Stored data
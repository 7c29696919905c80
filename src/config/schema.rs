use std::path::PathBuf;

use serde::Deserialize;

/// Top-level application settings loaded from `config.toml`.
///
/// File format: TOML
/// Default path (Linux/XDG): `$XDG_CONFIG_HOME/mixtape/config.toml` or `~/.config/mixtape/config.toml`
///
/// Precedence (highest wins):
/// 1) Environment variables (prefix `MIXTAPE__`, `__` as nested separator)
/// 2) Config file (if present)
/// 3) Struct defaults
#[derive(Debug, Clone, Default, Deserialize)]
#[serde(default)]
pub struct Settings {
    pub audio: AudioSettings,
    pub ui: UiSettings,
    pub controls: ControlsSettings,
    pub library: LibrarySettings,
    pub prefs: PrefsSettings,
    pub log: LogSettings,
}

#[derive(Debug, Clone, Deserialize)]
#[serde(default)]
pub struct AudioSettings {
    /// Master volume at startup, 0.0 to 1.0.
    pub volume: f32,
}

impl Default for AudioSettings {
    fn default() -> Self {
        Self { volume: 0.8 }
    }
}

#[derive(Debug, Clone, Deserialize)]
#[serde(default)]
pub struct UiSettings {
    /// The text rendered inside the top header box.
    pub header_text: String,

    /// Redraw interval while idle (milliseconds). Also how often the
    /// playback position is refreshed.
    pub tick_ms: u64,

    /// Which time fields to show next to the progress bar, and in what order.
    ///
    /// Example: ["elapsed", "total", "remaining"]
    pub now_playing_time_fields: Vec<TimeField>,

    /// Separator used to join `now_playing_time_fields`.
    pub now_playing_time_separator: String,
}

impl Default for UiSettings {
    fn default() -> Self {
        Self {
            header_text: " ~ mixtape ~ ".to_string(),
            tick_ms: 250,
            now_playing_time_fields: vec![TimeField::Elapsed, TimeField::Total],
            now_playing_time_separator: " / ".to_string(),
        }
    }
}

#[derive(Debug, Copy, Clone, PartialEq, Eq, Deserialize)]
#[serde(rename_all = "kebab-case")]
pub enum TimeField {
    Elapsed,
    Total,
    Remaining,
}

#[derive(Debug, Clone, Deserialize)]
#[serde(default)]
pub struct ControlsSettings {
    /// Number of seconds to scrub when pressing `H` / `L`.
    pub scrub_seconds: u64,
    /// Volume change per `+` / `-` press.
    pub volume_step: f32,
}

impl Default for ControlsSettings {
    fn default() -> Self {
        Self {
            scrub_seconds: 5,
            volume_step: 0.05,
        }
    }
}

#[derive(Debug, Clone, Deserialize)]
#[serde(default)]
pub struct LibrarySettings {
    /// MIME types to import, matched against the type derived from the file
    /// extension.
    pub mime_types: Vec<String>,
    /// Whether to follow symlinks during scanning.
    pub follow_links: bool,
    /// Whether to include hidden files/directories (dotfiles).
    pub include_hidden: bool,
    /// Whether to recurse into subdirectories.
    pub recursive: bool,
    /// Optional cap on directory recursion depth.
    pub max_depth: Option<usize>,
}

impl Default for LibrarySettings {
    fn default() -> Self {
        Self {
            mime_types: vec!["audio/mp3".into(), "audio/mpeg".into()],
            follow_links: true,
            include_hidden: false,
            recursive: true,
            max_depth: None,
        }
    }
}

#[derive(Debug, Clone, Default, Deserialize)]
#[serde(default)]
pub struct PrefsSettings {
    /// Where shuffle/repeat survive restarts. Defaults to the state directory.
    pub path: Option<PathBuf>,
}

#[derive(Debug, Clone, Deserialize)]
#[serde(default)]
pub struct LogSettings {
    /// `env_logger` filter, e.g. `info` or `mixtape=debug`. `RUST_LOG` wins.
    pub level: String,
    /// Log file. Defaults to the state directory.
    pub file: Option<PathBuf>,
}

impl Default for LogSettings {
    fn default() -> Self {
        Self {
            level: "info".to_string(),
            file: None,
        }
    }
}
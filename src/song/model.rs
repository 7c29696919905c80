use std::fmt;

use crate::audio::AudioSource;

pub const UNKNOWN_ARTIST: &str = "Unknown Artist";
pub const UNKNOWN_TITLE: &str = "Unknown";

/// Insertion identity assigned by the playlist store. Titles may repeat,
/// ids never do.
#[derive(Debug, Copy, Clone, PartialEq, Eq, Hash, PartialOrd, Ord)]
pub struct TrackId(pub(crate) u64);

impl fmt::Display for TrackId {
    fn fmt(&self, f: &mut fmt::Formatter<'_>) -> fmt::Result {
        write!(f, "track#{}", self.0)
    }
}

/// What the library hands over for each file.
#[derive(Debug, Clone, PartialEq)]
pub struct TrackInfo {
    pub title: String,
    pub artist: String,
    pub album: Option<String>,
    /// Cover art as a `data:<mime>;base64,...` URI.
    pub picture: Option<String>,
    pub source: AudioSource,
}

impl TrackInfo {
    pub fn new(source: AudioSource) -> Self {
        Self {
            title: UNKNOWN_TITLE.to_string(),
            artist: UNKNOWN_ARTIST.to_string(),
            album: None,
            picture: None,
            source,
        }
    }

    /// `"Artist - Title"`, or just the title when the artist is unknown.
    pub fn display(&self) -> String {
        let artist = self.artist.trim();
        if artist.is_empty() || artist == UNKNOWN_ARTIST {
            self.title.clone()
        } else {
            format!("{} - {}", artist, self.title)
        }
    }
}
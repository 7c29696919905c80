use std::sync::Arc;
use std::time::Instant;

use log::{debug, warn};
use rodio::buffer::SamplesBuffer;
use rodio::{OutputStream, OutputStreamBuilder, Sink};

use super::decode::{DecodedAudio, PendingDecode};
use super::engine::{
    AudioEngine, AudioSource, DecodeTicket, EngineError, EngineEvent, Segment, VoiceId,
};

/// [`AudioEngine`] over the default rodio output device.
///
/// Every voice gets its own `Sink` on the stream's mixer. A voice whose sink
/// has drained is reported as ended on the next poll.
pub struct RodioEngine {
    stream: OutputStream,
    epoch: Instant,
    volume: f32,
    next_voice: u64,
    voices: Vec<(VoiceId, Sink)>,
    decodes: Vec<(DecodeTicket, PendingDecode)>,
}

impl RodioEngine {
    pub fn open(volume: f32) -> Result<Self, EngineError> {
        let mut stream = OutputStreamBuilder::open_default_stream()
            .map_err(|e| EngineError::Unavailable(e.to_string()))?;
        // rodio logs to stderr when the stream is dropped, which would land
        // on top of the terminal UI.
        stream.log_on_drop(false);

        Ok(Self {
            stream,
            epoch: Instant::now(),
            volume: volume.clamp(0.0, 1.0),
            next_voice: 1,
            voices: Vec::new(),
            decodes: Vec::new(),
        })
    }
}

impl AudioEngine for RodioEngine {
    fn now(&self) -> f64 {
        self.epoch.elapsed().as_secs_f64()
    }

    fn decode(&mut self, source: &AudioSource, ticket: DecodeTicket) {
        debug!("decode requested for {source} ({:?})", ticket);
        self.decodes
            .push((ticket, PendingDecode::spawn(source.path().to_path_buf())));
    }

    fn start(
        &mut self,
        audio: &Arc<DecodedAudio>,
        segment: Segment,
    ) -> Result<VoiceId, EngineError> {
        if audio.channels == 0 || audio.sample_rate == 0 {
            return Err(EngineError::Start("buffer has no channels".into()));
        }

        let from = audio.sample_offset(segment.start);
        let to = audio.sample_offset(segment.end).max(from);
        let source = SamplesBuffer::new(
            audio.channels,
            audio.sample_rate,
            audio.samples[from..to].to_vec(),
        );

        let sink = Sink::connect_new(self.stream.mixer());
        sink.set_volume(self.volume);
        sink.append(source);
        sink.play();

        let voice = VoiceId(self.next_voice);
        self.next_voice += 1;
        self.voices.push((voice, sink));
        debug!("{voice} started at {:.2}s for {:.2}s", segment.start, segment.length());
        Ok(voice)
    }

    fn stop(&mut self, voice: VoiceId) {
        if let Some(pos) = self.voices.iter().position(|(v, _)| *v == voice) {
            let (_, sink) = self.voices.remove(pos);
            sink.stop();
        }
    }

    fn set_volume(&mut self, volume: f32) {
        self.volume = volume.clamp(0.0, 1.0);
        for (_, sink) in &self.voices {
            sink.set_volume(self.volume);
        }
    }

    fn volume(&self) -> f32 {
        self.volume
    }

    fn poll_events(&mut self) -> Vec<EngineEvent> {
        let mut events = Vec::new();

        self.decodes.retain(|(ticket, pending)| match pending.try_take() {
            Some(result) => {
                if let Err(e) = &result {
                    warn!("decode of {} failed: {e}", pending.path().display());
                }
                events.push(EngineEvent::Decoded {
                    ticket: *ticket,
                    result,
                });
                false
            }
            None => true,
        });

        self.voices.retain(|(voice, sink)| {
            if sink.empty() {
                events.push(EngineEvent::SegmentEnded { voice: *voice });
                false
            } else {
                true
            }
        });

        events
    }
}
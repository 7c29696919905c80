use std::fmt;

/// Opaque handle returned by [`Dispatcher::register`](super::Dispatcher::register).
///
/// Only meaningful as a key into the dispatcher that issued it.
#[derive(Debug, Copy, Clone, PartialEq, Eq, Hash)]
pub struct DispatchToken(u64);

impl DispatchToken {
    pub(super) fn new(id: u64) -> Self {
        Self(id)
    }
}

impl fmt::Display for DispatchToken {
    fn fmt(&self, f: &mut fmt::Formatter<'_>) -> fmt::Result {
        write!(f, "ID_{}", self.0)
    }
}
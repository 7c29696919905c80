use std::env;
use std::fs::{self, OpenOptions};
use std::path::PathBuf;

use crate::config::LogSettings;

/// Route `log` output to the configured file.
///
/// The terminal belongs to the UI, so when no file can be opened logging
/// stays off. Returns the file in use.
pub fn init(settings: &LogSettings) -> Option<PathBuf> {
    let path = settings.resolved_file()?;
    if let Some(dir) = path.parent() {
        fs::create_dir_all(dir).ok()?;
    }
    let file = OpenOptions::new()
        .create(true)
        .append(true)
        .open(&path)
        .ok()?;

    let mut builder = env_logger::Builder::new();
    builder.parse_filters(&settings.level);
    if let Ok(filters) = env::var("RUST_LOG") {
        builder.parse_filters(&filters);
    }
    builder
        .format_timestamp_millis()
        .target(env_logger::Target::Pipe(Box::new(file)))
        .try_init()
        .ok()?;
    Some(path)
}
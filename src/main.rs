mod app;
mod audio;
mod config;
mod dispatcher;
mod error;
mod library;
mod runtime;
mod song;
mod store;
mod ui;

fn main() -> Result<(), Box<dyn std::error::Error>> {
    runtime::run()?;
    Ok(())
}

- TASK BRIEF:
Return, with no change at all, every line in the entries above from the line containing "let path = settings.resolved_file()?;" through the line containing "mod config;".

- WRITTEN ANSWER:
    let path = settings.resolved_file()?;
    if let Some(dir) = path.parent() {
        fs::create_dir_all(dir).ok()?;
    }
    let file = OpenOptions::new()
        .create(true)
        .append(true)
        .open(&path)
        .ok()?;

    let mut builder = env_logger::Builder::new();
    builder.parse_filters(&settings.level);
    if let Ok(filters) = env::var("RUST_LOG") {
        builder.parse_filters(&filters);
    }
    builder
        .format_timestamp_millis()
        .target(env_logger::Target::Pipe(Box::new(file)))
        .try_init()
        .ok()?;
    Some(path)
}
filename src/main.rs
mod app;
mod audio;
mod config;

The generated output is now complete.